Record extracts –
//! Head-to-head metric construction and hero-metric selection.

use crate::insights::aggregate::round2;
use crate::models::{ComparisonMetric, MetricDirection, UserInsights};

/// Differences at or below this are declared equal, absorbing 2-decimal
/// rounding noise.
const EQUAL_TOLERANCE: f64 = 0.01;

fn metric(id: &str, label: &str, description: &str, value_a: f64, value_b: f64) -> ComparisonMetric {
    let diff = round2(value_a - value_b);
    let direction = if diff.abs() <= EQUAL_TOLERANCE {
        MetricDirection::Equal
    } else if value_a > value_b {
        MetricDirection::Up
    } else {
        MetricDirection::Down
    };

    ComparisonMetric {
        id: id.to_string(),
        label: label.to_string(),
        description: Some(description.to_string()),
        value_a,
        value_b,
        diff,
        direction,
    }
}

fn weekly_average(user: &UserInsights) -> f64 {
    user.contributions
        .as_ref()
        .map(|c| c.weekly_average)
        .unwrap_or(0.0)
}

fn last_year(user: &UserInsights) -> f64 {
    user.contributions
        .as_ref()
        .map(|c| c.last_year as f64)
        .unwrap_or(0.0)
}

fn top_language_share(user: &UserInsights) -> f64 {
    user.languages.first().map(|l| l.percentage).unwrap_or(0.0)
}

fn pull_requests(user: &UserInsights) -> f64 {
    user.contributions
        .as_ref()
        .map(|c| c.breakdown.pull_requests as f64)
        .unwrap_or(0.0)
}

/// The seven fixed metrics, in order. Missing optional data substitutes 0
/// so every metric is always populated and comparable.
pub fn build_metrics(a: &UserInsights, b: &UserInsights) -> Vec<ComparisonMetric> {
    vec![
        metric(
            "public_repos",
            "Public repositories",
            "Public repositories owned by the user",
            a.public_repos as f64,
            b.public_repos as f64,
        ),
        metric(
            "total_stars",
            "Total stars",
            "Stars summed across owned repositories",
            a.totals.stars as f64,
            b.totals.stars as f64,
        ),
        metric(
            "followers",
            "Followers",
            "Follower count",
            a.followers as f64,
            b.followers as f64,
        ),
        metric(
            "weekly_contributions",
            "Average weekly contributions",
            "Mean contributions per week over the last year",
            weekly_average(a),
            weekly_average(b),
        ),
        metric(
            "contributions_last_year",
            "Contributions last year",
            "Total contributions in the observed window",
            last_year(a),
            last_year(b),
        ),
        metric(
            "top_language_share",
            "Top language share",
            "Percentage share of each user's most-used language",
            top_language_share(a),
            top_language_share(b),
        ),
        metric(
            "pull_requests",
            "Pull request contributions",
            "Pull requests opened in the observed window",
            pull_requests(a),
            pull_requests(b),
        ),
    ]
}

/// The metric with the largest absolute gap among those that are not equal;
/// ties keep the first occurrence in metric order. `None` when every metric
/// is equal.
pub fn pick_hero(metrics: &[ComparisonMetric]) -> Option<&ComparisonMetric> {
    metrics
        .iter()
        .filter(|m| m.direction != MetricDirection::Equal)
        .fold(None, |best: Option<&ComparisonMetric>, candidate| match best {
            Some(current) if candidate.diff.abs() > current.diff.abs() => Some(candidate),
            Some(current) => Some(current),
            None => Some(candidate),
        })
}

/// The next-largest-gap metric excluding the hero, used as a supporting
/// statistic in some captions.
pub fn pick_runner_up<'a>(
    metrics: &'a [ComparisonMetric],
    hero: &ComparisonMetric,
) -> Option<&'a ComparisonMetric> {
    metrics
        .iter()
        .filter(|m| m.id != hero.id && m.direction != MetricDirection::Equal)
        .fold(None, |best: Option<&ComparisonMetric>, candidate| match best {
            Some(current) if candidate.diff.abs() > current.diff.abs() => Some(candidate),
            Some(current) => Some(current),
            None => Some(candidate),
        })
}
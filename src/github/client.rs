use reqwest::{header, Client};
use serde_json::json;

use crate::error::{Error, Result};
use crate::github::paginator::Paginator;
use crate::models::graphql::{AnalyticsQueryResponse, AnalyticsUser, GraphQLResponse};
use crate::models::{GitHubUser, Repository};

const REST_ENDPOINT: &str = "https://api.github.com";
const GRAPHQL_ENDPOINT: &str = "https://api.github.com/graphql";

/// One combined query so a profile fetch costs a single GraphQL round trip:
/// contribution calendar plus per-type totals, the first 100 public owned
/// repositories with their top-10 languages by size, and up to 6 pinned
/// repositories.
const ANALYTICS_QUERY: &str = r#"
query($login: String!) {
  user(login: $login) {
    contributionsCollection {
      contributionCalendar {
        totalContributions
        weeks { contributionDays { date contributionCount } }
      }
      totalCommitContributions
      totalPullRequestContributions
      totalPullRequestReviewContributions
      totalIssueContributions
      restrictedContributionsCount
    }
    repositories(first: 100, ownerAffiliations: OWNER, privacy: PUBLIC) {
      nodes {
        name
        languages(first: 10, orderBy: { field: SIZE, direction: DESC }) {
          edges { size node { name color } }
        }
      }
    }
    pinnedItems(first: 6, types: REPOSITORY) {
      nodes {
        ... on Repository {
          name
          description
          url
          stargazerCount
          primaryLanguage { name color }
          createdAt
          updatedAt
        }
      }
    }
  }
}
"#;

pub struct GitHubClient {
    client: Client,
    has_token: bool,
    base_url: String,
    graphql_url: String,
    max_repo_pages: u32,
}

impl GitHubClient {
    pub fn new(token: Option<&str>, max_repo_pages: u32) -> Result<Self> {
        let mut headers = header::HeaderMap::new();
        if let Some(token) = token {
            headers.insert(
                header::AUTHORIZATION,
                header::HeaderValue::from_str(&format!("Bearer {}", token))?,
            );
        }
        headers.insert(
            header::ACCEPT,
            header::HeaderValue::from_static("application/vnd.github+json"),
        );
        headers.insert(
            "X-GitHub-Api-Version",
            header::HeaderValue::from_static("2022-11-28"),
        );
        headers.insert(
            header::USER_AGENT,
            header::HeaderValue::from_static("gitduel/0.1"),
        );

        let client = Client::builder().default_headers(headers).build()?;

        Ok(Self {
            client,
            has_token: token.is_some(),
            base_url: REST_ENDPOINT.to_string(),
            graphql_url: GRAPHQL_ENDPOINT.to_string(),
            max_repo_pages,
        })
    }

    pub async fn get_user(&self, handle: &str) -> Result<GitHubUser> {
        let url = format!("{}/users/{}", self.base_url, handle);
        tracing::info!("Fetching user: {}", handle);

        let response = self.client.get(&url).send().await?;

        if !response.status().is_success() {
            let status = response.status().as_u16();
            let body = response.text().await.unwrap_or_default();
            return Err(Error::UpstreamApi { status, body });
        }

        Ok(response.json().await?)
    }

    /// Owned repositories, newest-updated first, capped at
    /// `max_repo_pages` pages of 100.
    pub async fn get_user_repos(&self, handle: &str) -> Result<Vec<Repository>> {
        let url = format!(
            "{}/users/{}/repos?type=owner&sort=updated",
            self.base_url, handle
        );
        let paginator = Paginator::new(&self.client);
        tracing::info!("Fetching repositories for: {}", handle);
        paginator.fetch_pages(&url, 100, self.max_repo_pages).await
    }

    /// Runs the combined analytics query. Returns `Ok(None)` when no token
    /// is configured (the GraphQL interface requires authentication), so
    /// the rest of the pipeline degrades instead of failing.
    pub async fn fetch_analytics(&self, handle: &str) -> Result<Option<AnalyticsUser>> {
        if !self.has_token {
            tracing::debug!("No token configured, skipping analytics for {}", handle);
            return Ok(None);
        }

        tracing::info!("Fetching contribution analytics for: {}", handle);
        let body = json!({
            "query": ANALYTICS_QUERY,
            "variables": { "login": handle },
        });

        let response = self.client.post(&self.graphql_url).json(&body).send().await?;

        if !response.status().is_success() {
            let status = response.status().as_u16();
            let body = response.text().await.unwrap_or_default();
            return Err(Error::UpstreamApi { status, body });
        }

        let result: GraphQLResponse<AnalyticsQueryResponse> = response.json().await?;

        if let Some(errors) = result.errors {
            if !errors.is_empty() {
                let messages: Vec<_> = errors.into_iter().map(|e| e.message).collect();
                return Err(Error::UpstreamApi {
                    status: 200,
                    body: messages.join("; "),
                });
            }
        }

        Ok(result.data.and_then(|d| d.user))
    }
}
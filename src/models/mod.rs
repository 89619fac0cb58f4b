pub mod comparison;
pub mod graphql;
pub mod insights;
pub mod user;

pub use comparison::{ComparisonMetric, ComparisonResult, MemePrompt, MetricDirection};
pub use insights::{
    ContributionStats, Highlights, LanguageStat, RepoTotals, RepositoryHighlight, UserInsights,
};
pub use user::{GitHubUser, Repository};
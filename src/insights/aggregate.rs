//! Pure aggregation over fetched repository and contribution data:
//! ranked languages, weekly contribution series with streaks, repository
//! highlights, and elementwise repo totals.

use std::collections::{HashMap, HashSet};

use crate::models::graphql::{
    ContributionsCollection, LanguageRepositoryNode, PinnedRepositoryNode,
};
use crate::models::insights::{
    ContributionBreakdown, ContributionStats, Highlights, LanguageStat, RepoTotals,
    RepositoryHighlight, WeekTotal,
};
use crate::models::Repository;

pub fn round2(value: f64) -> f64 {
    (value * 100.0).round() / 100.0
}

/// Ranks languages by byte volume from GraphQL language edges, counting a
/// repository at most once per language. Without graph data, falls back to
/// one unit per repository's reported primary language.
pub fn aggregate_languages(
    graph_repos: Option<&[LanguageRepositoryNode]>,
    repos: &[Repository],
) -> Vec<LanguageStat> {
    struct Accum {
        bytes: u64,
        color: Option<String>,
        repo_count: u32,
    }

    let mut by_name: HashMap<String, Accum> = HashMap::new();

    match graph_repos {
        Some(nodes) => {
            for node in nodes {
                let mut seen_in_repo: HashSet<&str> = HashSet::new();
                for edge in &node.languages.edges {
                    let entry = by_name
                        .entry(edge.node.name.clone())
                        .or_insert_with(|| Accum {
                            bytes: 0,
                            color: edge.node.color.clone(),
                            repo_count: 0,
                        });
                    entry.bytes += edge.size;
                    if seen_in_repo.insert(edge.node.name.as_str()) {
                        entry.repo_count += 1;
                    }
                }
            }
        }
        None => {
            // No byte granularity: one unit per repo's primary language.
            for repo in repos {
                if let Some(ref language) = repo.language {
                    let entry = by_name.entry(language.clone()).or_insert_with(|| Accum {
                        bytes: 0,
                        color: None,
                        repo_count: 0,
                    });
                    entry.bytes += 1;
                    entry.repo_count += 1;
                }
            }
        }
    }

    let total_bytes: u64 = by_name.values().map(|a| a.bytes).sum();

    let mut stats: Vec<LanguageStat> = by_name
        .into_iter()
        .map(|(name, accum)| LanguageStat {
            percentage: if total_bytes == 0 {
                0.0
            } else {
                round2(accum.bytes as f64 / total_bytes as f64 * 100.0)
            },
            name,
            bytes: accum.bytes,
            color: accum.color,
            repo_count: accum.repo_count,
        })
        .collect();

    // Name as secondary key only to keep equal-byte ordering stable
    // across the HashMap.
    stats.sort_by(|a, b| b.bytes.cmp(&a.bytes).then_with(|| a.name.cmp(&b.name)));
    stats.truncate(8);
    stats
}

pub fn aggregate_contributions(collection: &ContributionsCollection) -> ContributionStats {
    let calendar = &collection.contribution_calendar;

    let weeks: Vec<WeekTotal> = calendar
        .weeks
        .iter()
        .filter_map(|week| {
            let first = week.contribution_days.first()?;
            Some(WeekTotal {
                week_start: first.date,
                total: week.contribution_days.iter().map(|d| d.contribution_count).sum(),
            })
        })
        .collect();

    let last_year: u32 = weeks.iter().map(|w| w.total).sum();
    let weekly_average = if weeks.is_empty() {
        0.0
    } else {
        round2(last_year as f64 / weeks.len() as f64)
    };
    let weekly_max = weeks.iter().map(|w| w.total).max().unwrap_or(0);

    let mut days: Vec<_> = calendar
        .weeks
        .iter()
        .flat_map(|w| w.contribution_days.iter().cloned())
        .collect();
    days.sort_by_key(|d| d.date);

    // Single chronological scan: any zero-contribution day resets the
    // running streak.
    let mut current_streak = 0u32;
    let mut longest_streak = 0u32;
    for day in &days {
        if day.contribution_count > 0 {
            current_streak += 1;
            longest_streak = longest_streak.max(current_streak);
        } else {
            current_streak = 0;
        }
    }

    ContributionStats {
        total: calendar.total_contributions,
        last_year,
        weekly_average,
        weekly_max,
        weeks,
        current_streak,
        longest_streak,
        breakdown: ContributionBreakdown {
            commits: collection.total_commit_contributions,
            pull_requests: collection.total_pull_request_contributions,
            reviews: collection.total_pull_request_review_contributions,
            issues: collection.total_issue_contributions,
            restricted: collection.restricted_contributions_count,
        },
    }
}

pub fn sum_totals(repos: &[Repository]) -> RepoTotals {
    repos.iter().fold(RepoTotals::default(), |mut totals, repo| {
        totals.stars += repo.stargazers_count as u64;
        totals.forks += repo.forks_count as u64;
        totals.watchers += repo.watchers_count as u64;
        totals.open_issues += repo.open_issues_count as u64;
        totals
    })
}

/// Superlative picks over the fetched repository list. Ties keep the first
/// occurrence in pagination order (upstream's own ordering, deliberately
/// not re-sorted).
pub fn pick_highlights(
    repos: &[Repository],
    pinned: Option<&[PinnedRepositoryNode]>,
) -> Highlights {
    fn pick<'a>(
        repos: &'a [Repository],
        better: impl Fn(&Repository, &Repository) -> bool,
    ) -> Option<&'a Repository> {
        repos.iter().fold(None, |best, repo| match best {
            Some(current) if better(repo, current) => Some(repo),
            Some(current) => Some(current),
            None => Some(repo),
        })
    }

    Highlights {
        most_starred: pick(repos, |r, b| r.stargazers_count > b.stargazers_count)
            .map(repo_highlight),
        most_forked: pick(repos, |r, b| r.forks_count > b.forks_count).map(repo_highlight),
        oldest: pick(repos, |r, b| r.created_at < b.created_at).map(repo_highlight),
        newest: pick(repos, |r, b| r.updated_at > b.updated_at).map(repo_highlight),
        pinned: pinned
            .unwrap_or_default()
            .iter()
            .map(pinned_highlight)
            .collect(),
    }
}

pub fn repo_highlight(repo: &Repository) -> RepositoryHighlight {
    RepositoryHighlight {
        name: repo.name.clone(),
        description: repo.description.clone(),
        url: repo.html_url.clone(),
        stars: repo.stargazers_count,
        forks: repo.forks_count,
        language: repo.language.clone(),
        created_at: repo.created_at,
        updated_at: repo.updated_at,
        archived: repo.archived || repo.disabled,
    }
}

fn pinned_highlight(node: &PinnedRepositoryNode) -> RepositoryHighlight {
    RepositoryHighlight {
        name: node.name.clone(),
        description: node.description.clone(),
        url: node.url.clone(),
        stars: node.stargazer_count,
        // The pinned-items interface omits fork counts.
        forks: 0,
        language: node.primary_language.as_ref().map(|l| l.name.clone()),
        created_at: node.created_at,
        updated_at: node.updated_at,
        archived: false,
    }
}
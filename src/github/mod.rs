pub mod client;
pub mod paginator;

pub use client::GitHubClient;
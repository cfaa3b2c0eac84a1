//! Fixed value (Dirichlet) coupled boundary condition.
//!
//! Sets every face of every resolved boundary to one prescribed value:
//!
//! φ_face = value

use super::{CoupledBCBase, CoupledBoundaryCondition};
use crate::config::BcParams;
use crate::diagnostics::{InfoTable, list_from_vec};
use crate::error::{BcError, BcResult};
use crate::field::BoundaryFields;
use crate::problem::ProblemContext;

/// Fixed value boundary condition.
///
/// Parameters: `solver_variable`, optional `boundary`, and
/// `values.value` (required).
#[derive(Debug)]
pub struct FixedValueBC<'m> {
    base: CoupledBCBase<'m>,
    /// Prescribed face value
    value: f64,
}

impl<'m> FixedValueBC<'m> {
    /// Registered type name.
    pub const TYPE_NAME: &'static str = "FixedValue";

    /// Build from configuration.
    pub fn new(params: &BcParams, ctx: ProblemContext<'m>) -> BcResult<Self> {
        let base = CoupledBCBase::new(params, ctx)?;
        let value = params.required_value("value")?;
        Ok(Self { base, value })
    }

    /// Prescribed face value.
    pub fn value(&self) -> f64 {
        self.value
    }
}

impl CoupledBoundaryCondition for FixedValueBC<'_> {
    fn base(&self) -> &CoupledBCBase<'_> {
        &self.base
    }

    fn type_name(&self) -> &'static str {
        Self::TYPE_NAME
    }

    fn initial_setup(&mut self) -> BcResult<()> {
        if !self.value.is_finite() {
            return Err(BcError::NonFiniteValue {
                variable: self.base.solver_variable().to_string(),
                value: self.value,
            });
        }
        self.base.warn_constrained(Self::TYPE_NAME);
        Ok(())
    }

    fn apply_boundary_condition(&self, fields: &mut BoundaryFields) -> BcResult<()> {
        let variable = self.base.solver_variable();
        for boundary in self.base.boundaries() {
            let patch = fields.patch_mut(variable, boundary)?;
            patch.face.fill(self.value);
        }
        Ok(())
    }

    fn add_info_row(&self, table: &mut InfoTable) -> BcResult<()> {
        table.add_row(vec![
            Self::TYPE_NAME.to_string(),
            self.base.solver_variable().to_string(),
            list_from_vec(self.base.boundaries()),
            format!("value = {}", self.value),
        ])
    }
}
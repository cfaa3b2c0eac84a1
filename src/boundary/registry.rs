//! Construction of coupled boundary conditions by type name.

use std::collections::BTreeMap;
use std::fmt;

use tracing::debug;

use super::{CoupledBoundaryCondition, FixedValueBC, ZeroGradientBC};
use crate::config::{BcParams, BcSpec};
use crate::error::{BcError, BcResult};
use crate::problem::ProblemContext;

/// Constructor stored in the registry.
pub type BcConstructor =
    for<'m> fn(&BcParams, ProblemContext<'m>) -> BcResult<Box<dyn CoupledBoundaryCondition + 'm>>;

/// Factory mapping type names to constructors.
///
/// # Example
/// ```
/// use coupled_bc::boundary::{BcRegistry, CoupledBoundaryCondition};
/// use coupled_bc::config::BcParams;
/// use coupled_bc::mesh::{Patch, PatchMesh};
/// use coupled_bc::problem::{CoupledProblem, TransferConfig};
///
/// let mesh = PatchMesh::new(vec![Patch::wall(0, "wall", 4)]);
/// let problem = CoupledProblem::new(mesh, TransferConfig::default()).unwrap();
///
/// let registry = BcRegistry::with_builtin();
/// let bc = registry
///     .build("ZeroGradient", &BcParams::new("T"), problem.context())
///     .unwrap();
/// assert_eq!(bc.boundaries(), &["wall"]);
/// ```
#[derive(Clone, Default)]
pub struct BcRegistry {
    constructors: BTreeMap<String, BcConstructor>,
}

impl fmt::Debug for BcRegistry {
    fn fmt(&self, f: &mut fmt::Formatter<'_>) -> fmt::Result {
        f.debug_set().entries(self.constructors.keys()).finish()
    }
}

fn build_fixed_value<'m>(
    params: &BcParams,
    ctx: ProblemContext<'m>,
) -> BcResult<Box<dyn CoupledBoundaryCondition + 'm>> {
    Ok(Box::new(FixedValueBC::new(params, ctx)?))
}

fn build_zero_gradient<'m>(
    params: &BcParams,
    ctx: ProblemContext<'m>,
) -> BcResult<Box<dyn CoupledBoundaryCondition + 'm>> {
    Ok(Box::new(ZeroGradientBC::new(params, ctx)?))
}

impl BcRegistry {
    /// Create an empty registry.
    pub fn new() -> Self {
        Self::default()
    }

    /// Create a registry holding the built-in conditions.
    pub fn with_builtin() -> Self {
        let mut registry = Self::new();
        registry.register(FixedValueBC::TYPE_NAME, build_fixed_value);
        registry.register(ZeroGradientBC::TYPE_NAME, build_zero_gradient);
        registry
    }

    /// Register a constructor, replacing any previous one of the same name.
    pub fn register(&mut self, type_name: impl Into<String>, constructor: BcConstructor) {
        self.constructors.insert(type_name.into(), constructor);
    }

    /// Check if a type name is registered.
    pub fn contains(&self, type_name: &str) -> bool {
        self.constructors.contains_key(type_name)
    }

    /// Registered type names in sorted order.
    pub fn registered_types(&self) -> impl Iterator<Item = &str> {
        self.constructors.keys().map(String::as_str)
    }

    /// Build a condition by type name.
    ///
    /// # Errors
    /// `BcError::UnknownBcType` for an unregistered name, otherwise whatever
    /// the constructor returns.
    pub fn build<'m>(
        &self,
        type_name: &str,
        params: &BcParams,
        ctx: ProblemContext<'m>,
    ) -> BcResult<Box<dyn CoupledBoundaryCondition + 'm>> {
        let constructor = self
            .constructors
            .get(type_name)
            .ok_or_else(|| BcError::UnknownBcType(type_name.to_string()))?;
        debug!(type_name, "building coupled boundary condition");
        constructor(params, ctx)
    }

    /// Build a condition from a configured spec.
    pub fn build_spec<'m>(
        &self,
        spec: &BcSpec,
        ctx: ProblemContext<'m>,
    ) -> BcResult<Box<dyn CoupledBoundaryCondition + 'm>> {
        self.build(&spec.bc_type, &spec.params, ctx)
    }
}

#[cfg(test)]
mod tests {
    use super::*;
    use crate::mesh::{Patch, PatchMesh};
    use crate::problem::{CoupledProblem, StandaloneProblem, TransferConfig};

    fn problem() -> CoupledProblem<PatchMesh> {
        let mesh = PatchMesh::new(vec![Patch::wall(0, "wall", 4)]);
        CoupledProblem::new(mesh, TransferConfig::default()).unwrap()
    }

    #[test]
    fn test_builtin_types() {
        let registry = BcRegistry::with_builtin();
        let types: Vec<&str> = registry.registered_types().collect();
        assert_eq!(types, vec!["FixedValue", "ZeroGradient"]);
    }

    #[test]
    fn test_build_by_name() {
        let problem = problem();
        let registry = BcRegistry::with_builtin();
        let params = BcParams::new("T").with_value("value", 2.0);

        let bc = registry.build("FixedValue", &params, problem.context()).unwrap();
        assert_eq!(bc.type_name(), "FixedValue");
        assert_eq!(bc.solver_variable(), "T");
    }

    #[test]
    fn test_unknown_type() {
        let problem = problem();
        let registry = BcRegistry::with_builtin();
        let err = registry
            .build("Robin", &BcParams::new("T"), problem.context())
            .unwrap_err();
        assert_eq!(err, BcError::UnknownBcType("Robin".to_string()));
    }

    #[test]
    fn test_constructor_errors_propagate() {
        let standalone = StandaloneProblem::default();
        let registry = BcRegistry::with_builtin();
        let err = registry
            .build(
                "ZeroGradient",
                &BcParams::new("T"),
                ProblemContext::new(&standalone),
            )
            .unwrap_err();
        assert!(matches!(err, BcError::IncompatibleProblem { .. }));
    }

    #[test]
    fn test_built_conditions_are_debug() {
        let problem = problem();
        let registry = BcRegistry::with_builtin();
        let bc = registry
            .build("ZeroGradient", &BcParams::new("T"), problem.context())
            .unwrap();
        assert!(format!("{bc:?}").contains("ZeroGradientBC"));
    }

    #[test]
    fn test_custom_registration() {
        let mut registry = BcRegistry::new();
        assert!(!registry.contains("Wall"));
        registry.register("Wall", build_zero_gradient);
        assert!(registry.contains("Wall"));
    }
}
//! Problem variant that owns an externally meshed representation.

use tracing::info;

use super::{ProblemContext, SimulationProblem, TransferConfig};
use crate::error::BcResult;
use crate::mesh::ExternalMesh;

/// Simulation problem coupled to an external CFD solver.
///
/// Owns the external mesh; boundary conditions borrow it for at most the
/// lifetime of the problem.
#[derive(Debug)]
pub struct CoupledProblem<M> {
    mesh: M,
    transfer: TransferConfig,
}

impl<M: ExternalMesh> CoupledProblem<M> {
    /// Create a coupled problem.
    ///
    /// # Errors
    /// `BcError::ConflictingTransfer` if two transfer parameters of the same
    /// direction name the same variable.
    pub fn new(mesh: M, transfer: TransferConfig) -> BcResult<Self> {
        transfer.validate()?;
        info!(
            n_subdomains = mesh.subdomain_list().len(),
            "coupled problem ready"
        );
        Ok(Self { mesh, transfer })
    }

    /// The external mesh.
    pub fn mesh(&self) -> &M {
        &self.mesh
    }

    /// Variable transfer configuration.
    pub fn transfer(&self) -> &TransferConfig {
        &self.transfer
    }

    /// Context for assembling boundary conditions of this problem.
    pub fn context(&self) -> ProblemContext<'_> {
        ProblemContext::new(self)
    }
}

impl<M: ExternalMesh> SimulationProblem for CoupledProblem<M> {
    fn problem_type(&self) -> &str {
        "CoupledProblem"
    }

    fn coupled_mesh(&self) -> Option<&dyn ExternalMesh> {
        Some(&self.mesh)
    }
}

#[cfg(test)]
mod tests {
    use super::*;
    use crate::error::BcError;
    use crate::mesh::{Patch, PatchMesh};

    #[test]
    fn test_context_exposes_mesh() {
        let mesh = PatchMesh::new(vec![Patch::wall(3, "hot_wall", 10)]);
        let problem = CoupledProblem::new(mesh, TransferConfig::default()).unwrap();
        let ctx = problem.context();

        assert_eq!(ctx.problem_type(), "CoupledProblem");
        let mesh = ctx.coupled_mesh().unwrap();
        assert_eq!(mesh.catalog(), vec!["hot_wall".to_string()]);
    }

    #[test]
    fn test_conflicting_transfer_rejected() {
        let transfer = TransferConfig {
            temp: Some("T".to_string()),
            heat_flux: Some("T".to_string()),
            ..Default::default()
        };
        let err = CoupledProblem::new(PatchMesh::default(), transfer).unwrap_err();
        assert!(matches!(err, BcError::ConflictingTransfer { .. }));
    }
}
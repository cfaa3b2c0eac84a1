//! Coupled boundary conditions.
//!
//! A coupled boundary condition is imposed by the host on a variable of the
//! external CFD solver, over a set of named boundaries of the external mesh.
//!
//! # Lifecycle
//!
//! | Stage | Trigger | Failure |
//! |-------|---------|---------|
//! | Bound | [`CoupledBCBase::new`] obtains the mesh from the problem | `IncompatibleProblem` |
//! | Ready | configured boundaries resolved against the mesh catalog | `UnknownBoundary` |
//! | Set up | [`CoupledBoundaryCondition::initial_setup`], once per run | variant specific |
//! | Applied | [`CoupledBoundaryCondition::apply_boundary_condition`] | variant specific |
//!
//! Construction is atomic: a condition object only exists once it is Ready.
//!
//! # Available Boundary Conditions
//!
//! | Type name | Description |
//! |-----------|-------------|
//! | `FixedValue` | Prescribed face value (Dirichlet) |
//! | `ZeroGradient` | Face value copied from the interior |

mod base;
mod fixed_value;
mod registry;
mod resolver;
mod system;
mod zero_gradient;

pub use base::CoupledBCBase;
pub use fixed_value::FixedValueBC;
pub use registry::{BcConstructor, BcRegistry};
pub use resolver::resolve_boundaries;
pub use system::CoupledBCSystem;
pub use zero_gradient::ZeroGradientBC;

use std::fmt::Debug;

use crate::diagnostics::InfoTable;
use crate::error::BcResult;
use crate::field::BoundaryFields;

/// Trait for boundary conditions imposed on the external solver.
///
/// Implementations own a [`CoupledBCBase`] built in their constructor and
/// add the solver-specific numeric behaviour.
pub trait CoupledBoundaryCondition: Debug + Send + Sync {
    /// The shared, resolved state of this condition.
    fn base(&self) -> &CoupledBCBase<'_>;

    /// Registered type name, for diagnostics.
    fn type_name(&self) -> &'static str;

    /// External solver variable this condition acts on.
    fn solver_variable(&self) -> &str {
        self.base().solver_variable()
    }

    /// Resolved boundaries this condition applies to.
    fn boundaries(&self) -> &[String] {
        self.base().boundaries()
    }

    /// One-time preparation, run before the first application.
    fn initial_setup(&mut self) -> BcResult<()>;

    /// Impose the condition on every boundary in [`Self::boundaries`].
    fn apply_boundary_condition(&self, fields: &mut BoundaryFields) -> BcResult<()>;

    /// Contribute one row describing this condition.
    fn add_info_row(&self, table: &mut InfoTable) -> BcResult<()>;
}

Directions –
In the listing above, show every line with the word "models".

Answer for the task –
use crate::models::{ComparisonMetric, MetricDirection, UserInsights};
use crate::models::graphql::{AnalyticsQueryResponse, AnalyticsUser, GraphQLResponse};
use crate::models::{GitHubUser, Repository};
filename src/models/mod.rs
use crate::models::graphql::{
use crate::models::insights::{
use crate::models::Repository;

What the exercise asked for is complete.